觀之今日,此風非但未絕,反而借時代之土壤,滋蔓出更為繁復的形態(tài)。政界中,昔日令某以“老鄉(xiāng)”為紐帶,構筑“俱樂部”式山頭,便是權力圈層的現(xiàn)代翻版。文藝領域,某小品大王之起落沉浮,背后亦可見特定圈層人脈與資源的助推與消散。至于那更龐大的“飯圈文化”,在資本與流量的合謀下,早已將青少年對偶像的樸素情感,馴化為數(shù)據打投、控評引戰(zhàn)的狂熱行為。而文壇藝苑,亦非凈土。圍繞著賈某某、莫某等諸多名家的所謂“圈子”,儼然成了“水潑不進,針插不進”的獨立王國。它們往往占據要津,把持刊物、獎項、評議會等公共資源,行“內部循環(huán)”之實。圈內人互相吹捧,利益均沾;圈外人則難窺門徑,嘔心瀝血之作或恐因“非我族類”而明珠投暗。這哪里是文藝的百花齊放?分明是借文化之名,行壟斷之實,結出的只能是“驢唇不對馬嘴的四不像的有毒的瓜”,是典型的文化腐敗與文藝墮落,與社會主義核心價值觀所倡導的公正、法治、誠信、友善全然相悖。
此等“圈層文化”之危害,可謂深矣巨矣。于國家社會而言,它割裂整體,制造無形壁壘,阻礙人才的健康流動與思想的自由碰撞,使公平正義的天平失衡。于文化自身而言,它扼殺真正的創(chuàng)造力,使文藝批評失聲,讓藝術標準讓位于“圈內”喜好,最終導致文化的僵化與庸俗化。歐陽修當年作《朋黨論》,力辯“君子有黨”乃為公義,然在絕對的權力與復雜的現(xiàn)實面前,其辯亦顯蒼白。歷史一再證明,無論初始動機如何純潔,一旦形成固化的利益圈層,其“公心”極易被“私利”侵蝕,終至尾大不掉,反噬肌體。
然則,何以解構,何以避免?首要之務,在于“破壁”。黨和國家堅決取締“圈子文化”、“飯圈文化”,正是以雷霆手段,擊碎權力與資本構筑的圈層壁壘,此乃關鍵一步。對于文化藝術界而言,亦需一場深刻的“清潔整治”。這并非要扼殺正常的學術交流與流派傳承,而是要打破那種以人身依附、利益交換為核心的山頭主義。必須強化制度籠子,確保文化資源的分配、獎項的評審、作品的發(fā)表,能在陽光下運行,由作品本身的質量說話,而非由“圈內”“圈外”的身份決定。大力倡導開放、包容、基于理性與專業(yè)的批評風氣,讓不同觀點、不同風格能在公平的平臺上競爭、交融。

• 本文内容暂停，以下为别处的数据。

//! Trait abstraction for the full-duplex bus to enable testing

use serde::Deserialize;

use crate::error::{PadError, Result};
use crate::pad::state::PadChannel;

/// SPI clock polarity/phase mode
#[derive(Debug, Clone, Copy, PartialEq, Eq, Deserialize)]
#[serde(try_from = "u8")]
pub enum SpiMode {
    Mode0,
    Mode1,
    Mode2,
    Mode3,
}

impl TryFrom<u8> for SpiMode {
    type Error = String;

    fn try_from(value: u8) -> std::result::Result<Self, Self::Error> {
        match value {
            0 => Ok(SpiMode::Mode0),
            1 => Ok(SpiMode::Mode1),
            2 => Ok(SpiMode::Mode2),
            3 => Ok(SpiMode::Mode3),
            other => Err(format!("SPI mode must be 0-3, got {}", other)),
        }
    }
}

/// One-time bus setup applied before the first transfer
#[derive(Debug, Clone, Copy, PartialEq, Eq)]
pub struct BusSettings {
    pub mode: SpiMode,
    pub bits_per_word: u8,
    pub clock_hz: u32,
    /// Delay after each transfer, in microseconds
    pub delay_us: u16,
}

impl Default for BusSettings {
    /// Pads clock data on the rising edge with an idle-high clock (mode 3).
    /// 125 kHz is well inside what every pad revision accepts.
    fn default() -> Self {
        Self {
            mode: SpiMode::Mode3,
            bits_per_word: 8,
            clock_hz: 125_000,
            delay_us: 100,
        }
    }
}

/// Trait for synchronous full-duplex bus operations
///
/// Implementations exchange exactly `tx.len()` bytes: `rx` has the same
/// length as `tx` and is filled with what the pad shifted back. Bytes are
/// passed through untouched; bit-order handling lives in the caller.
#[cfg_attr(test, mockall::automock)]
pub trait Transport {
    /// Apply mode, word size, clock and inter-transfer delay
    fn configure(&mut self, settings: &BusSettings) -> Result<()>;

    /// Exchange `tx` for `rx` with the pad selected by `channel`
    fn transfer(&mut self, channel: PadChannel, tx: &[u8], rx: &mut [u8]) -> Result<()>;
}

/// Reject transfers whose buffers disagree in length
pub(crate) fn check_lengths(tx: &[u8], rx: &[u8]) -> Result<()> {
    if tx.len() != rx.len() {
        return Err(PadError::InvalidArgument(format!(
            "transfer buffers differ in length: tx {} bytes, rx {} bytes",
            tx.len(),
            rx.len()
        )));
    }
    Ok(())
}
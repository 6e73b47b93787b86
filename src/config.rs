//! # Configuration Module
//!
//! Handles loading and validating configuration from TOML files.

use serde::de::Error;
use serde::Deserialize;
use std::fs;
use std::path::Path;

use crate::bus::{BusSettings, SpiMode};
use crate::error::{PadError, Result};
use crate::pad::MAX_PADS;

/// Main configuration structure
#[derive(Debug, Deserialize, Clone, PartialEq)]
pub struct Config {
    #[serde(default)]
    pub bus: BusConfig,
    #[serde(default)]
    pub pads: PadsConfig,
    #[serde(default)]
    pub poll: PollConfig,
}

/// SPI bus configuration
#[derive(Debug, Deserialize, Clone, PartialEq)]
pub struct BusConfig {
    #[serde(default = "default_bus")]
    pub bus: u8,

    #[serde(default = "default_slave_selects")]
    pub slave_selects: Vec<u8>,

    #[serde(default = "default_mode")]
    pub mode: SpiMode,

    #[serde(default = "default_bits_per_word")]
    pub bits_per_word: u8,

    #[serde(default = "default_clock_hz")]
    pub clock_hz: u32,

    #[serde(default = "default_delay_us")]
    pub delay_us: u16,
}

/// Pad configuration applied at startup
#[derive(Debug, Deserialize, Clone, PartialEq)]
pub struct PadsConfig {
    #[serde(default = "default_pad_count")]
    pub count: usize,

    #[serde(default = "default_analog")]
    pub analog: bool,

    #[serde(default = "default_lock")]
    pub lock: bool,

    #[serde(default)]
    pub motor1: bool,

    #[serde(default)]
    pub motor2: bool,
}

/// Polling loop configuration
#[derive(Debug, Deserialize, Clone, PartialEq)]
pub struct PollConfig {
    #[serde(default = "default_interval_us")]
    pub interval_us: u64,

    #[serde(default = "default_status_interval_polls")]
    pub status_interval_polls: u64,

    #[serde(default)]
    pub dump_raw: bool,
}

// Default value functions
fn default_bus() -> u8 { 0 }
fn default_slave_selects() -> Vec<u8> { vec![0] }
fn default_mode() -> SpiMode { SpiMode::Mode3 }
fn default_bits_per_word() -> u8 { 8 }
fn default_clock_hz() -> u32 { 125_000 }
fn default_delay_us() -> u16 { 100 }

fn default_pad_count() -> usize { 1 }
fn default_analog() -> bool { true }
fn default_lock() -> bool { true }

fn default_interval_us() -> u64 { 16_666 }
fn default_status_interval_polls() -> u64 { 600 }

impl Default for BusConfig {
    fn default() -> Self {
        Self {
            bus: default_bus(),
            slave_selects: default_slave_selects(),
            mode: default_mode(),
            bits_per_word: default_bits_per_word(),
            clock_hz: default_clock_hz(),
            delay_us: default_delay_us(),
        }
    }
}

impl Default for PadsConfig {
    fn default() -> Self {
        Self {
            count: default_pad_count(),
            analog: default_analog(),
            lock: default_lock(),
            motor1: false,
            motor2: false,
        }
    }
}

impl Default for PollConfig {
    fn default() -> Self {
        Self {
            interval_us: default_interval_us(),
            status_interval_polls: default_status_interval_polls(),
            dump_raw: false,
        }
    }
}

impl Default for Config {
    fn default() -> Self {
        Self {
            bus: BusConfig::default(),
            pads: PadsConfig::default(),
            poll: PollConfig::default(),
        }
    }
}

impl BusConfig {
    /// Settings handed to the transport at startup
    pub fn settings(&self) -> BusSettings {
        BusSettings {
            mode: self.mode,
            bits_per_word: self.bits_per_word,
            clock_hz: self.clock_hz,
            delay_us: self.delay_us,
        }
    }
}

impl Config {
    /// Load configuration from a TOML file
    ///
    /// # Arguments
    ///
    /// * `path` - Path to the configuration file
    ///
    /// # Errors
    ///
    /// Returns error if:
    /// - File cannot be read
    /// - TOML parsing fails
    /// - Validation fails
    ///
    /// # Examples
    ///
    /// ```no_run
    /// use psxpad::config::Config;
    ///
    /// let config = Config::load("config/default.toml")?;
    /// # Ok::<(), Box<dyn std::error::Error>>(())
    /// ```
    pub fn load<P: AsRef<Path>>(path: P) -> Result<Self> {
        let contents = fs::read_to_string(path)?;
        Self::from_toml(&contents)
    }

    /// Parse and validate configuration from a TOML string
    pub fn from_toml(contents: &str) -> Result<Self> {
        let config: Config = toml::from_str(contents)?;
        config.validate()?;
        Ok(config)
    }

    /// Validate configuration values
    ///
    /// # Errors
    ///
    /// Returns error if any configuration value is out of valid range
    pub fn validate(&self) -> Result<()> {
        if self.bus.bus > 6 {
            return Err(invalid("bus must be between 0 and 6"));
        }

        if self.bus.bits_per_word != 8 {
            return Err(invalid("bits_per_word must be 8"));
        }

        if self.bus.clock_hz < 1_000 || self.bus.clock_hz > 1_000_000 {
            return Err(invalid("clock_hz must be between 1000 and 1000000"));
        }

        if self.pads.count == 0 || self.pads.count > MAX_PADS {
            return Err(invalid(format!("pads.count must be between 1 and {}", MAX_PADS)));
        }

        // One slave-select line per pad
        if self.bus.slave_selects.len() != self.pads.count {
            return Err(invalid(format!(
                "slave_selects lists {} line(s) but pads.count is {}",
                self.bus.slave_selects.len(),
                self.pads.count
            )));
        }

        for (i, ss) in self.bus.slave_selects.iter().enumerate() {
            if self.bus.slave_selects[..i].contains(ss) {
                return Err(invalid(format!("slave select {} is listed twice", ss)));
            }
        }

        if self.poll.interval_us == 0 || self.poll.interval_us > 1_000_000 {
            return Err(invalid("interval_us must be between 1 and 1000000"));
        }

        if self.poll.status_interval_polls == 0 {
            return Err(invalid("status_interval_polls must be greater than 0"));
        }

        Ok(())
    }
}

fn invalid(msg: impl std::fmt::Display) -> PadError {
    PadError::Config(toml::de::Error::custom(msg))
}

昔孔子言“君子和而不同”,此語或可為今日之鑒。健康的文藝生態(tài),當是“和”而多元的百花園,而非“同”而排他的小籬笆。讓我們共同努力,驅散這“圈層”的迷霧,方能迎來一個風清氣正、活力迸發(fā)的文化春天,讓真正的才華如繁星般在廣闊的夜空中自在閃耀,而非拘囿于一個個逼仄的燈籠之內。